[Editor: This article, regarding Lancelot Eldin de Mole (1880-1950), was published in Aussie: The Cheerful Monthly (Sydney, NSW), 15 April 1920.]
The swindling of de Mole.
One of the most disgraceful features of the disgraceful treatment given to Tank-inventor Corporal L. E. de Mole by the War Office (although the British Awards to Inventors’ Board in England described the invention which he submitted to the W.O. in 1912, and again at the outbreak of war, as superior to the Tank that was actually used by the British Army — he received no share of the £19,000 that was divided among inventors of other Tank designs) was that Major Wilson, Secretary of the Tank Designs Branch at the War Office, whose report upon de Mole’s invention was responsible for its being refused in 1918, received an award of £7,500 from the Board for his Tank design.
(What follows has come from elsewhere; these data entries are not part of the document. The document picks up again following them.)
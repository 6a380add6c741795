//! Pluggable per-request behavior.

use async_trait::async_trait;
use bytes::Bytes;
use reqwest::header::{AsHeaderName, HeaderMap};
use tokio_util::sync::CancellationToken;

use super::{NetworkResponse, Priority, Response};
use crate::error::RequestError;
use crate::network::RawResponse;
use crate::retry::RetryPolicy;

/// Whether a request's successful responses may be written to the cache chain.
#[derive(Debug, Clone, Copy, PartialEq, Eq, Default)]
pub enum CachePolicy {
    /// Cache when the request sets a time-to-live.
    #[default]
    Allowed,
    /// Never read from or write to the cache, whatever the request says.
    Never,
}

/// Behavior that varies between request kinds.
///
/// A strategy decides how a 2xx body is consumed, how the collected bytes
/// become a typed value, and the defaults for priority and caching. It is
/// shared by every attempt of one request.
#[async_trait]
pub trait RequestStrategy: Send + Sync + 'static {
    /// Typed result delivered to `Listener::on_success`.
    type Output: Send + 'static;

    /// Default scheduling priority.
    fn priority(&self) -> Priority {
        Priority::Normal
    }

    /// Whether responses may be cached.
    fn cache_policy(&self) -> CachePolicy {
        CachePolicy::Allowed
    }

    /// Retry policy used when the builder does not set one.
    fn retry_policy(&self) -> RetryPolicy {
        RetryPolicy::default()
    }

    /// Adjusts headers before every attempt to `url`, retries included.
    async fn prepare(&self, _url: &str, _headers: &mut HeaderMap) -> Result<(), RequestError> {
        Ok(())
    }

    /// Consumes a 2xx response body. The default collects it into memory.
    async fn handle_response(
        &self,
        response: RawResponse,
        _transfer: &TransferContext<'_>,
    ) -> Result<Bytes, RequestError> {
        response.into_bytes().await
    }

    /// Turns the collected body of the request to `url` into a typed response.
    async fn parse(
        &self,
        url: &str,
        response: &NetworkResponse,
    ) -> Result<Response<Self::Output>, RequestError>;
}

/// What a strategy may observe and emit while consuming a body.
pub struct TransferContext<'a> {
    url: &'a str,
    headers: &'a HeaderMap,
    cancel: &'a CancellationToken,
    progress: &'a (dyn Fn(u64, u64) + Send + Sync),
}

impl<'a> TransferContext<'a> {
    pub(crate) fn new(
        url: &'a str,
        headers: &'a HeaderMap,
        cancel: &'a CancellationToken,
        progress: &'a (dyn Fn(u64, u64) + Send + Sync),
    ) -> Self {
        Self {
            url,
            headers,
            cancel,
            progress,
        }
    }

    /// URL of the request being transferred.
    #[must_use]
    pub fn url(&self) -> &str {
        self.url
    }

    /// A header as sent on this attempt, after [`RequestStrategy::prepare`].
    #[must_use]
    pub fn request_header(&self, name: impl AsHeaderName) -> Option<&str> {
        self.headers.get(name).and_then(|v| v.to_str().ok())
    }

    /// True once the request has been cancelled.
    #[must_use]
    pub fn is_cancelled(&self) -> bool {
        self.cancel.is_cancelled()
    }

    /// Posts a progress event to the delivery context.
    pub fn report_progress(&self, total: u64, done: u64) {
        (self.progress)(total, done);
    }
}
//! Worker loops of the two-stage pipeline.
//!
//! One cache worker triages admitted requests; a pool of network workers
//! performs them. Both stages see requests as `Arc<dyn Dispatch>` so a single
//! queue can hold requests of every result type.

pub(crate) mod cache_dispatcher;
pub(crate) mod network_dispatcher;
pub(crate) mod performer;

use std::sync::Arc;

use futures_util::future::BoxFuture;

use crate::error::RequestError;
use crate::listener::Signal;
use crate::queue::QueueShared;
use crate::request::{Request, RequestCore};

/// Type-erased view of a [`Request`].
pub(crate) trait Dispatch: Send + Sync + 'static {
    fn core(&self) -> &RequestCore;

    fn notify(&self, signal: Signal);

    fn notify_error(&self, error: RequestError);

    /// Runs the cache stage for this request.
    fn triage(self: Arc<Self>, shared: Arc<QueueShared>) -> BoxFuture<'static, ()>;

    /// Runs the network stage for this request.
    fn perform(self: Arc<Self>, shared: Arc<QueueShared>) -> BoxFuture<'static, ()>;
}

impl<T: Send + 'static> Dispatch for Request<T> {
    fn core(&self) -> &RequestCore {
        &self.core
    }

    fn notify(&self, signal: Signal) {
        self.deliver_signal(signal);
    }

    fn notify_error(&self, error: RequestError) {
        self.deliver_result(Err(error));
    }

    fn triage(self: Arc<Self>, shared: Arc<QueueShared>) -> BoxFuture<'static, ()> {
        Box::pin(cache_dispatcher::triage(self, shared))
    }

    fn perform(self: Arc<Self>, shared: Arc<QueueShared>) -> BoxFuture<'static, ()> {
        Box::pin(performer::perform(self, shared))
    }
}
A man would have to be something extra in duds who couldn’t invent a thing when he had access to other people’s plans. But if he had accepted the plan of de Mole (a mere Corporal and one of those impossible Australians, dontcherknow) it is possible that the Inventions’ Board would not have considered his own design worth £7,500. One must think of these little things in the expensive times of war.
Aussie: The Cheerful Monthly (Sydney, NSW), 15 April 1920, p. 13
dontcherknow = (English vernacular) “don’t you know”
duds = clothes, especially work clothes or clothes of rough appearance
[Editor: The original text has been separated into paragraphs.]